Section 195 of Income Tax Act -payments made to non-residents and TDS Rate
Updated: Oct 22
The government uses a technique known as "tax deducted at source," or TDS, to collect taxes from taxpayers. Under TDS, the payer is required to deduct taxes from the amount they pay to third parties. In this connection, the TDS provision is outlined in Section 195 of the Income-tax Act, 1961, in the event that an individual pays an NRI or a foreign firm interest or any other sum in addition to salary. To report their income earned in India, non-resident Indians (NRIs) must also file tax returns. Likewise, they are also eligible to claim tax deducted at source (TDS) on their tax returns. In this article, we will explain Section 195 of the Income Tax Act in detail.
Table Of Contents
What is Section 195 of Income Tax Act
Section 195 of the Income Tax Act in India pertains to the deduction of tax at source (TDS) on payments made to non-residents. The section outlines the obligations of a person responsible for making payments to a non-resident, requiring them to deduct tax at the applicable rates before making such payments.
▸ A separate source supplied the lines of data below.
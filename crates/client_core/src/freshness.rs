//! Guards against stale responses and keystroke-rate searches.

use std::{
    sync::{
        atomic::{AtomicU64, Ordering},
        Arc,
    },
    time::{Duration, Instant},
};

#[derive(Debug, Clone, Copy, PartialEq, Eq)]
pub struct RequestTicket(u64);

/// Monotonic counter; only the most recently issued ticket is current.
#[derive(Debug, Clone, Default)]
pub struct RequestGeneration {
    current: Arc<AtomicU64>,
}

impl RequestGeneration {
    pub fn new() -> Self {
        Self::default()
    }

    pub fn issue(&self) -> RequestTicket {
        RequestTicket(self.current.fetch_add(1, Ordering::AcqRel) + 1)
    }

    pub fn is_current(&self, ticket: RequestTicket) -> bool {
        self.current.load(Ordering::Acquire) == ticket.0
    }
}

/// Holds back a search query until input has been quiet for `delay`.
#[derive(Debug, Clone)]
pub struct SearchDebouncer {
    delay: Duration,
    pending: Option<(String, Instant)>,
}

impl SearchDebouncer {
    pub fn new(delay: Duration) -> Self {
        Self {
            delay,
            pending: None,
        }
    }

    pub fn input(&mut self, query: impl Into<String>, now: Instant) {
        self.pending = Some((query.into(), now));
    }

    pub fn is_pending(&self) -> bool {
        self.pending.is_some()
    }

    pub fn deadline(&self) -> Option<Instant> {
        self.pending.as_ref().map(|(_, at)| *at + self.delay)
    }

    /// Takes the pending query once its quiet period has elapsed.
    pub fn due(&mut self, now: Instant) -> Option<String> {
        match self.deadline() {
            Some(deadline) if now >= deadline => self.flush(),
            _ => None,
        }
    }

    pub fn flush(&mut self) -> Option<String> {
        self.pending.take().map(|(query, _)| query)
    }
}
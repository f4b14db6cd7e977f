//! Display-safe renderings of backend-supplied card text.

use shared::domain::{Listing, Template};

const DEFAULT_ABILITY: &str = "Hero. Immune to weather and special effects.";

pub fn escape_html(input: &str) -> String {
    let mut out = String::with_capacity(input.len());
    for ch in input.chars() {
        match ch {
            '&' => out.push_str("&amp;"),
            '<' => out.push_str("&lt;"),
            '>' => out.push_str("&gt;"),
            '"' => out.push_str("&quot;"),
            '\'' => out.push_str("&#39;"),
            _ => out.push(ch),
        }
    }
    out
}

/// Drops control characters so card text cannot drive a terminal.
pub fn strip_control(input: &str) -> String {
    input.chars().filter(|ch| !ch.is_control()).collect()
}

/// Escaped fields for one catalog tile.
#[derive(Debug, Clone, PartialEq, Eq)]
pub struct CardTile {
    pub name: String,
    pub faction: String,
    pub card_type: String,
    pub rarity: String,
    pub rarity_class: String,
    pub power: i32,
    pub ability: String,
    pub image_url: String,
    pub listings_label: String,
}

impl CardTile {
    pub fn from_template(template: &Template) -> Self {
        let card = &template.card;
        let ability = card
            .ability
            .as_deref()
            .filter(|ability| !ability.trim().is_empty())
            .unwrap_or(DEFAULT_ABILITY);

        Self {
            name: escape_html(&card.name),
            faction: escape_html(&card.faction),
            card_type: escape_html(&card.card_type),
            rarity: escape_html(&card.rarity),
            rarity_class: format!("rarity-{}", escape_html(&card.rarity.to_lowercase())),
            power: card.power,
            ability: escape_html(ability),
            image_url: escape_html(&card.image_url),
            listings_label: format!("{} listings", template.count),
        }
    }
}

/// Escaped fields for one row of the listings table.
#[derive(Debug, Clone, PartialEq, Eq)]
pub struct ListingRow {
    pub seller: String,
    pub first_time_sale: bool,
    pub card_number: String,
    pub price: i64,
}

impl ListingRow {
    pub fn from_listing(listing: &Listing) -> Self {
        Self {
            seller: escape_html(listing.seller_label()),
            first_time_sale: listing.is_store_sale(),
            card_number: format!("#{}", listing.card.number),
            price: listing.price,
        }
    }
}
This provision aims to ensure that the government can collect taxes on income earned by non-residents in India. The person making the payment is generally required to deduct tax at the rates specified in the Income Tax Act or under the Double Taxation Avoidance Agreements (DTAA), whichever is more beneficial to the non-resident.
Who is a Non-Resident?
According to the aforementioned provisions, a person who does not dwell in India is considered a non-resident of India, as defined under section 6 of the Act. If any of the following criteria are met, an individual will be considered a resident of India for any given fiscal year:
If they spend a minimum of 182 days in India throughout the fiscal year, OR
If they spend 60 days or more in India during the fiscal year and 365 days or more in the four fiscal years that come before it.
An exemption to point (2)
In case a person of Indian descent (PIO) or an Indian citizen has the following:
Total income, excluding income from overseas sources surpasses Rs 15 lakhs within the applicable fiscal year: the 60 days specified in point (2) above shall be replaced with 120 days.
Indian national departing India for work abroad: The 60-day period in point (2) above will be replaced by 182 days for any Indian national departing India in any given year, either as a crew member or for work abroad.
Therefore, if an Indian citizen or PIO is not subject to taxation in any other nation and their total income is greater than Rs 15 lakhs (other than from foreign sources), they are considered residents of India. As a result, anyone who does not meet any of the prerequisites will be regarded as an Indian who does not reside in the country.
Who is obligated to deduct TDS under Section 195?
Any person responsible for paying to a non-resident or to a foreign company any sum chargeable under the provisions of this Act shall, at the time of credit of such income to the account of the payee or at the time of payment thereof, whichever is earlier, deduct income-tax thereon at the rates given in the table.
However, in case of interest payable by the Government Or a public sector bank. or a public financial institution, deduction of tax shall be made only at the time of payment and shall not be made when such interest is credited to the account of a non-resident or foreign company.
The obligation to comply with section 195 and to make deduction thereunder applies to all persons, resident or non-resident, whether or not the non-resident person has-
(i) a residence or place of business or business connection in India; or
(ii) any other presence in any manner whatsoever in India.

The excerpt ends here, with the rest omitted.